Requirement: Verbatim, and with nothing else, reproduce the data below from its first line through the line containing "identity_key TEXT NOT".

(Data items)
..........

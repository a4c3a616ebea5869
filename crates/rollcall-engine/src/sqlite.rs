//! SQLite-backed identity roster and attendance ledger.

use crate::store::{AttendanceRecord, AttendanceStore, IdentityStore, SessionSummary, StoreError};
use async_trait::async_trait;
use chrono::{DateTime, Utc};
use rollcall_core::{Embedding, IdentityRecord};
use rusqlite::{params, OptionalExtension};
use serde::Serialize;
use std::path::Path;
use tokio_rusqlite::Connection;

const SCHEMA: &str = "
CREATE TABLE IF NOT EXISTS identities (
    identity_key TEXT PRIMARY KEY,
    display_name TEXT NOT NULL,
    embedding    BLOB,
    enrolled_at  TEXT NOT NULL
);
CREATE TABLE IF NOT EXISTS attendance (
    session_id   TEXT NOT NULL,
    identity_key TEXT NOT NULL,
    marked_at    TEXT NOT NULL,
    PRIMARY KEY (session_id, identity_key)
);
";

/// One roster row, with or without an enrolled face.
#[derive(Debug, Clone, PartialEq, Serialize)]
pub struct RosterEntry {
    pub identity_key: String,
    pub display_name: String,
    pub has_embedding: bool,
}

#[derive(Clone)]
pub struct SqliteStore {
    conn: Connection,
}

impl SqliteStore {
    /// Open (creating if needed) the database at `path`.
    pub async fn open(path: &Path) -> Result<Self, StoreError> {
        if let Some(parent) = path.parent() {
            if !parent.as_os_str().is_empty() {
                std::fs::create_dir_all(parent)
                    .map_err(|e| StoreError::Unavailable(format!("{}: {e}", parent.display())))?;
            }
        }
        let conn = Connection::open(path).await?;
        tracing::info!(path = %path.display(), "opened attendance database");
        Self::init(conn).await
    }

    pub async fn open_in_memory() -> Result<Self, StoreError> {
        Self::init(Connection::open_in_memory().await?).await
    }

    async fn init(conn: Connection) -> Result<Self, StoreError> {
        conn.call(|conn| {
            conn.execute_batch(SCHEMA)?;
            Ok(())
        })
        .await?;
        Ok(Self { conn })
    }

    /// Create or update an identity. `None` keeps any embedding already stored.
    pub async fn upsert_identity(
        &self,
        identity_key: &str,
        display_name: &str,
        embedding: Option<&Embedding>,
    ) -> Result<(), StoreError> {
        let key = identity_key.to_string();
        let name = display_name.to_string();
        let blob = embedding.map(|e| e.to_le_bytes());
        let now = Utc::now().to_rfc3339();

        self.conn
            .call(move |conn| {
                conn.execute(
                    "INSERT INTO identities (identity_key, display_name, embedding, enrolled_at)
                     VALUES (?1, ?2, ?3, ?4)
                     ON CONFLICT(identity_key) DO UPDATE SET
                        display_name = excluded.display_name,
                        embedding = COALESCE(excluded.embedding, identities.embedding),
                        enrolled_at = excluded.enrolled_at",
                    params![key, name, blob, now],
                )?;
                Ok(())
            })
            .await?;

        tracing::info!(identity_key, display_name, with_embedding = embedding.is_some(), "identity stored");
        Ok(())
    }

    /// Remove an identity; returns whether it existed.
    pub async fn remove_identity(&self, identity_key: &str) -> Result<bool, StoreError> {
        let key = identity_key.to_string();
        let removed = self
            .conn
            .call(move |conn| Ok(conn.execute("DELETE FROM identities WHERE identity_key = ?1", params![key])?))
            .await?;
        Ok(removed > 0)
    }

    pub async fn roster(&self) -> Result<Vec<RosterEntry>, StoreError> {
        let rows = self
            .conn
            .call(|conn| {
                let mut stmt = conn.prepare(
                    "SELECT identity_key, display_name, embedding IS NOT NULL
                     FROM identities ORDER BY identity_key",
                )?;
                let rows = stmt
                    .query_map([], |row| {
                        Ok(RosterEntry {
                            identity_key: row.get(0)?,
                            display_name: row.get(1)?,
                            has_embedding: row.get(2)?,
                        })
                    })?
                    .collect::<Result<Vec<_>, _>>()?;
                Ok(rows)
            })
            .await?;
        Ok(rows)
    }

    /// When `identity_key` was marked present in `session_id`, if ever.
    pub async fn marked_at(&self, session_id: &str, identity_key: &str) -> Result<Option<DateTime<Utc>>, StoreError> {
        let (session, key) = (session_id.to_string(), identity_key.to_string());
        let raw: Option<String> = self
            .conn
            .call(move |conn| {
                Ok(conn
                    .query_row(
                        "SELECT marked_at FROM attendance WHERE session_id = ?1 AND identity_key = ?2",
                        params![session, key],
                        |row| row.get(0),
                    )
                    .optional()?)
            })
            .await?;
        Ok(raw.as_deref().and_then(parse_timestamp))
    }

    /// Present/absent state of every roster identity for one session.
    pub async fn session_summary(&self, session_id: &str) -> Result<SessionSummary, StoreError> {
        let session = session_id.to_string();
        let rows: Vec<(String, String, Option<String>)> = self
            .conn
            .call(move |conn| {
                let mut stmt = conn.prepare(
                    "SELECT i.identity_key, i.display_name, a.marked_at
                     FROM identities i
                     LEFT JOIN attendance a
                       ON a.identity_key = i.identity_key AND a.session_id = ?1
                     ORDER BY i.identity_key",
                )?;
                let rows = stmt
                    .query_map(params![session], |row| Ok((row.get(0)?, row.get(1)?, row.get(2)?)))?
                    .collect::<Result<Vec<_>, _>>()?;
                Ok(rows)
            })
            .await?;

        let records = rows
            .into_iter()
            .map(|(identity_key, display_name, marked_at)| AttendanceRecord {
                session_id: session_id.to_string(),
                identity_key,
                display_name,
                marked_at: marked_at.as_deref().and_then(parse_timestamp),
            })
            .collect();

        Ok(SessionSummary::from_records(session_id, records))
    }
}

#[async_trait]
impl IdentityStore for SqliteStore {
    async fn load_identities(&self) -> Result<Vec<IdentityRecord>, StoreError> {
        let rows: Vec<(String, String, Vec<u8>)> = self
            .conn
            .call(|conn| {
                let mut stmt = conn.prepare(
                    "SELECT identity_key, display_name, embedding
                     FROM identities WHERE embedding IS NOT NULL ORDER BY identity_key",
                )?;
                let rows = stmt
                    .query_map([], |row| Ok((row.get(0)?, row.get(1)?, row.get(2)?)))?
                    .collect::<Result<Vec<_>, _>>()?;
                Ok(rows)
            })
            .await?;

        let mut records = Vec::with_capacity(rows.len());
        for (identity_key, display_name, blob) in rows {
            match Embedding::from_le_bytes(&blob).filter(|e| !e.values.is_empty()) {
                Some(embedding) => records.push(IdentityRecord {
                    identity_key,
                    display_name,
                    embedding,
                }),
                None => {
                    let err = StoreError::CorruptEmbedding {
                        identity_key,
                        len: blob.len(),
                    };
                    tracing::warn!(error = %err, "skipping identity");
                }
            }
        }
        Ok(records)
    }
}

#[async_trait]
impl AttendanceStore for SqliteStore {
    async fn mark_present(&self, session_id: &str, identity_key: &str, at: DateTime<Utc>) -> Result<(), StoreError> {
        let (session, key) = (session_id.to_string(), identity_key.to_string());
        let inserted = self
            .conn
            .call(move |conn| {
                Ok(conn.execute(
                    "INSERT OR IGNORE INTO attendance (session_id, identity_key, marked_at)
                     VALUES (?1, ?2, ?3)",
                    params![session, key, at.to_rfc3339()],
                )?)
            })
            .await?;

        if inserted == 0 {
            tracing::debug!(session_id, identity_key, "already marked present");
        }
        Ok(())
    }
}

fn parse_timestamp(raw: &str) -> Option<DateTime<Utc>> {
    DateTime::parse_from_rfc3339(raw)
        .ok()
        .map(|t| t.with_timezone(&Utc))
}

#[cfg(test)]
mod tests {
    use super::*;

    fn emb(values: &[f32]) -> Embedding {
        Embedding::new(values.to_vec())
    }

    #[tokio::test]
    async fn test_load_only_identities_with_embeddings() {
        let store = SqliteStore::open_in_memory().await.unwrap();
        store.upsert_identity("S2", "Bob", Some(&emb(&[0.0, 1.0]))).await.unwrap();
        store.upsert_identity("S1", "Alice", Some(&emb(&[1.0, 0.0]))).await.unwrap();
        store.upsert_identity("S3", "Carol", None).await.unwrap();

        let ids = store.load_identities().await.unwrap();
        assert_eq!(ids.len(), 2);
        assert_eq!(ids[0].identity_key, "S1");
        assert_eq!(ids[0].embedding.values, vec![1.0, 0.0]);
        assert_eq!(ids[1].display_name, "Bob");

        let roster = store.roster().await.unwrap();
        assert_eq!(roster.len(), 3);
        assert!(!roster[2].has_embedding);
    }

    #[tokio::test]
    async fn test_upsert_without_embedding_keeps_existing() {
        let store = SqliteStore::open_in_memory().await.unwrap();
        store.upsert_identity("S1", "Alice", Some(&emb(&[1.0, 0.0]))).await.unwrap();
        store.upsert_identity("S1", "Alice B.", None).await.unwrap();

        let ids = store.load_identities().await.unwrap();
        assert_eq!(ids[0].display_name, "Alice B.");
        assert_eq!(ids[0].embedding.values, vec![1.0, 0.0]);
    }

    #[tokio::test]
    async fn test_mark_present_is_idempotent() {
        let store = SqliteStore::open_in_memory().await.unwrap();
        store.upsert_identity("S1", "Alice", Some(&emb(&[1.0]))).await.unwrap();
        store.upsert_identity("S2", "Bob", Some(&emb(&[1.0]))).await.unwrap();

        let first = Utc::now();
        store.mark_present("A", "S1", first).await.unwrap();
        store.mark_present("A", "S1", first + chrono::Duration::seconds(60)).await.unwrap();

        let at = store.marked_at("A", "S1").await.unwrap().unwrap();
        assert_eq!(at.timestamp(), first.timestamp());

        let summary = store.session_summary("A").await.unwrap();
        assert_eq!(summary.roster_size, 2);
        assert_eq!(summary.present, 1);
        assert_eq!(summary.absent, 1);
        assert!(summary.records[0].is_present());

        let other = store.session_summary("B").await.unwrap();
        assert_eq!(other.present, 0);
    }

    #[tokio::test]
    async fn test_remove_identity() {
        let store = SqliteStore::open_in_memory().await.unwrap();
        store.upsert_identity("S1", "Alice", None).await.unwrap();
        assert!(store.remove_identity("S1").await.unwrap());
        assert!(!store.remove_identity("S1").await.unwrap());
    }

    #[tokio::test]
    async fn test_corrupt_embedding_is_skipped() {
        let store = SqliteStore::open_in_memory().await.unwrap();
        store.upsert_identity("S1", "Alice", Some(&emb(&[1.0]))).await.unwrap();
        store
            .conn
            .call(|conn| {
                conn.execute(
                    "INSERT INTO identities VALUES ('S2', 'Bob', x'010203', '')",
                    [],
                )?;
                Ok(())
            })
            .await
            .unwrap();

        let ids = store.load_identities().await.unwrap();
        assert_eq!(ids.len(), 1);
        assert_eq!(ids[0].identity_key, "S1");
    }
}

..........

Exercise output:
repository a4c3a616ebea5869
filename crates/rollcall-engine/src/sqlite.rs
//! SQLite-backed identity roster and attendance ledger.

use crate::store::{AttendanceRecord, AttendanceStore, IdentityStore, SessionSummary, StoreError};
use async_trait::async_trait;
use chrono::{DateTime, Utc};
use rollcall_core::{Embedding, IdentityRecord};
use rusqlite::{params, OptionalExtension};
use serde::Serialize;
use std::path::Path;
use tokio_rusqlite::Connection;

const SCHEMA: &str = "
CREATE TABLE IF NOT EXISTS identities (
    identity_key TEXT PRIMARY KEY,
    display_name TEXT NOT NULL,
    embedding    BLOB,
    enrolled_at  TEXT NOT NULL
);
CREATE TABLE IF NOT EXISTS attendance (
    session_id   TEXT NOT NULL,
    identity_key TEXT NOT NULL,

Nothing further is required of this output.